I have a Kemal-based RESTful web service that returns "very big" (from 10 to 17M in size) chunks of JSON data, which is produced by to_json method from the "big" Hash structure.
According to GC warning messages my code "may lead to memory leaks" and my own measurements show that memory is "leaking" during application runtime.
So, i think, it will be good to free memory allocated for the Hash and it's JSON string representation by hand, but i dont know how to do this: my experiments with bad-documented GC.free method was not succesful and i don't know in what direction to continue my investigations...
Please, tell me what can i do to avoid memory leaks?

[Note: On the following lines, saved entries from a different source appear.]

use super::{Reducer, ReducerError};
use crate::types::MergePolicy;
use serde_json::Value;

/// Shallow record merge: incoming keys are inserted over existing keys.
///
/// Registered under the custom policy name `"merge_record"` by the default
/// [`ReducerRegistry`](super::ReducerRegistry); useful for accumulating
/// keyed metadata maps across branches where per-key overwrite is intended.
#[derive(Debug, PartialEq, Clone, Hash, Eq)]
pub struct MergeRecord;

impl MergeRecord {
    /// Policy name under which the default registry binds this reducer.
    pub const POLICY: &'static str = "merge_record";
}

impl Reducer for MergeRecord {
    fn combine(&self, existing: Option<&Value>, incoming: &Value) -> Result<Value, ReducerError> {
        let incoming_map = incoming
            .as_object()
            .ok_or_else(|| ReducerError::Combine {
                policy: MergePolicy::Custom(Self::POLICY.into()),
                message: format!("incoming value is not a record: {incoming}"),
            })?;

        match existing {
            None => Ok(Value::Object(incoming_map.clone())),
            Some(Value::Object(current)) => {
                let mut combined = current.clone();
                for (k, v) in incoming_map {
                    combined.insert(k.clone(), v.clone());
                }
                Ok(Value::Object(combined))
            }
            Some(other) => Err(ReducerError::Combine {
                policy: MergePolicy::Custom(Self::POLICY.into()),
                message: format!("existing value is not a record: {other}"),
            }),
        }
    }
}
//! Graph construction and compilation.
//!
//! Workflows are built in two phases. [`GraphBuilder`] collects node
//! identifiers and edges with a fluent API and freezes them into a
//! validated [`GraphDefinition`] (reachability, acyclicity, implicit exit
//! wiring). [`compile`] then binds a definition to a
//! [`NodeRegistry`](crate::node::NodeRegistry),
//! checks that every read is satisfiable and every declared output is
//! produced, and precomputes the execution layers the executor runs.

pub mod builder;
pub mod compilation;

pub use builder::{GraphBuilder, GraphDefinition, GraphError};
pub use compilation::{CompileError, CompiledGraph, compile};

You can look at the not-very-fresh-but-generally-actual version of my very simple application (actually it was developed inside the closed corporate network segment) here https://github.com/DRVTiny/Druid/blob/master/src/druid_mp.cr
Code that leads to memory leaks:
get "/service/:serviceid" do |env|
if (svcid = env.params.url["serviceid"]) && svcid.is_a?(String) && svcid =~ /^s?\d+$/
druid.svc_branch_get((svcid[0] == 's' ? svcid[1..-1] : svcid).to_i).to_json
else
halt env, status_code: 404, response: %q({"error": "Wrong service identificator"})
end
rescue ex
halt env, status_code: 503, response: {"error": "Unhandled exception #{ex.message}"}.to_json
end
P.S. I've inserted after_all hook executing GC.collect after each user request. Dont know, maybe this can solve my problem (but i think this is not the right way at all).
UPD: After i've added GC.collect to after_all Kemal hook - memory leaks dissapears. But global GC.collect probably too slow and, as i know, it blocks all fibers and socket.accept(). Please, let me know if i've mistaken.
Yes, you shouldn't call GC.collect
after each request.
Apart from improvements to the GC (which will come eventually), the easiest shot is to avoid the useless string allocation. Judging by your example code, you don't need the result from tha to_json
call in memory as a string. You can just serialise it directly to the IO stream like to_json(env.response)
. This is faster over all and doesn't allocate additional memory, completely avoiding the issue with releasing memory.